*Task item*:
Say how many of the lines below hold "Extracts", writing the number and nothing more.

── Records for processing

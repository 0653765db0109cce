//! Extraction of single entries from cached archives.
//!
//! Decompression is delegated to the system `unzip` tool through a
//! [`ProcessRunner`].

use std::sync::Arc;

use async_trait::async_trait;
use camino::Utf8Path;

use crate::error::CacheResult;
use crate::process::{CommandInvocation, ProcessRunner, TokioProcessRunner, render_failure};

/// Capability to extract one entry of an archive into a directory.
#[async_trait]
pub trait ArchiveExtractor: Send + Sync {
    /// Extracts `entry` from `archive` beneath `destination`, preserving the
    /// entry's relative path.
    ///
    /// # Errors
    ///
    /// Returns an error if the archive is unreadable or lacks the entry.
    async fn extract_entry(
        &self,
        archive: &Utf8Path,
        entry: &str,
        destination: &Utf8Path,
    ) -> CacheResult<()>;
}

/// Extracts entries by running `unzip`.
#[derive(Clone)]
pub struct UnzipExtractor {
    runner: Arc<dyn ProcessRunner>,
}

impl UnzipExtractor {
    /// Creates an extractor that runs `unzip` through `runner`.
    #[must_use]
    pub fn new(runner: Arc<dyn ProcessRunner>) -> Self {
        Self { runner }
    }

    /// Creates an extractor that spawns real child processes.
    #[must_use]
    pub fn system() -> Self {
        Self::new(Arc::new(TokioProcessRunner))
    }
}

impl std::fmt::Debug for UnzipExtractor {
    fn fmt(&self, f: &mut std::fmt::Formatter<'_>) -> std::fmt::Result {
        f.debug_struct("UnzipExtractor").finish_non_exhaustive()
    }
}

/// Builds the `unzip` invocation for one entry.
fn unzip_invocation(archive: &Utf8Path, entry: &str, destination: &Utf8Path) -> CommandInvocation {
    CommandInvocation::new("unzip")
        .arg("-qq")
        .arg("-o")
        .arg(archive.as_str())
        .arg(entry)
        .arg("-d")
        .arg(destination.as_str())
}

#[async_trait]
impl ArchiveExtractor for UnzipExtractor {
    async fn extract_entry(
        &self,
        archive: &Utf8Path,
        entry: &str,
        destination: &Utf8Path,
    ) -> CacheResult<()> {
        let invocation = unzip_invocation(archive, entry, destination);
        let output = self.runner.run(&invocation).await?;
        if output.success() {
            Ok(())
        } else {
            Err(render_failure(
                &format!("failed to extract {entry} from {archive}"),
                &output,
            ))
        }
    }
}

────

*Your response*:
2